Nordvågen on Magerøya
In Honnigsvåg we continue our drive along the coast of Magerøya. The road gets narrower, the steep slopes are fixed with massive barriers and protect the only road connection to Nordvågen on Magerøya from rockfall, landslides and avalanches. There is a year-round open connection to Nordvågen on Magerøya. Passing by the small offshore island Nordvågholmen, you can see on the opposite side Nordvågen with the largest fishing port on Magerøya.
The inlet cuts quite narrow but far into this part of the coast of Magerøya, so we drive along the small coastal road, then through a short tunnel to reach the entrance of Nordvågen on Magerøya at the end of the small inlet. In the curve is the northernmost ski lift in the world. During the summer months, more specifically, summer weeks, the ski slope is the ideal way to hike up to the summer pastures of reindeer.

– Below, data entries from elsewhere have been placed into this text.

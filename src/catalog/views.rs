//! Fixed reporting views
//!
//! Each function returns the descriptor for one pre-aggregated view in the
//! `GOLD` schema. None of them take filters, so every dashboard session
//! shares the same cache entries.

use crate::descriptor::QueryDescriptor;
use crate::error::{Result, WarehouseError};

pub const FRAUD_SUMMARY: &str = "GOLD.VW_TABLEAU_FRAUD_SUMMARY";
pub const DAILY_TRENDS: &str = "GOLD.VW_TABLEAU_DAILY_TRENDS";
pub const ALERT_DISTRIBUTION: &str = "GOLD.VW_TABLEAU_ALERT_DISTRIBUTION";
pub const CUSTOMER_SEGMENTS: &str = "GOLD.VW_TABLEAU_CUSTOMER_SEGMENTS";
pub const GEOGRAPHIC_RISK: &str = "GOLD.VW_TABLEAU_GEOGRAPHIC_RISK";
pub const TIME_PATTERNS: &str = "GOLD.VW_TABLEAU_TIME_PATTERNS";
pub const KYC_RISK_ANALYSIS: &str = "GOLD.VW_KYC_RISK_ANALYSIS";

/// Headline counts: transactions, flagged transactions, fraud rate, high-risk customers
pub fn fraud_summary() -> Result<QueryDescriptor> {
    QueryDescriptor::from_text(format!("SELECT * FROM {}", FRAUD_SUMMARY))
}

/// One row per day, oldest first
pub fn daily_trends() -> Result<QueryDescriptor> {
    QueryDescriptor::from_text(format!("SELECT * FROM {} ORDER BY DATE_VALUE", DAILY_TRENDS))
}

pub fn alert_distribution() -> Result<QueryDescriptor> {
    QueryDescriptor::from_text(format!("SELECT * FROM {}", ALERT_DISTRIBUTION))
}

pub fn customer_segments() -> Result<QueryDescriptor> {
    QueryDescriptor::from_text(format!("SELECT * FROM {}", CUSTOMER_SEGMENTS))
}

/// Locations ordered by fraud rate, riskiest first
///
/// `top` limits the result to the first N locations; `None` returns all.
pub fn geographic_risk(top: Option<u32>) -> Result<QueryDescriptor> {
    let text = format!("SELECT * FROM {} ORDER BY FRAUD_RATE DESC", GEOGRAPHIC_RISK);
    match top {
        Some(0) => Err(WarehouseError::ValidationError(
            "geographic risk limit must be at least 1".to_string(),
        )),
        Some(n) => QueryDescriptor::from_text(format!("{} LIMIT {}", text, n)),
        None => QueryDescriptor::from_text(text),
    }
}

/// One row per hour of day
pub fn time_patterns() -> Result<QueryDescriptor> {
    QueryDescriptor::from_text(format!("SELECT * FROM {} ORDER BY TXN_HOUR", TIME_PATTERNS))
}

/// The whole KYC view; see [`KycFilter`](crate::catalog::KycFilter) for a filtered one
pub fn kyc_risk_analysis() -> Result<QueryDescriptor> {
    QueryDescriptor::from_text(format!("SELECT * FROM {}", KYC_RISK_ANALYSIS))
}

On the water side, a small boatyard repairs the trawlers, or somehow discards them. This has its own charm and tells an unexpected amount about the region, about the island life on Magerøya. Nordvåg seems a little at home in poverty, at least it lives here very modestly. One of the abandoned houses tells of the declining population on Magerøya. In 1960, around 5,300 people still lived on Magerøya, compared to only 4,000 in 2004. Currently about 3,100 people live on Magerøya. In Nordvåg there are about 430 inhabitants.
Those looking for beautifully decorated windows in a village like Nordvåg on Magerøya and romantic facades will not find their happiness here. But if you go to the café and order a coffee, you can listen to everyday life a bit like everyday life, as it can not be experienced in Disneyland Norway, but in an authentic place like Nordvåg on Magerøya.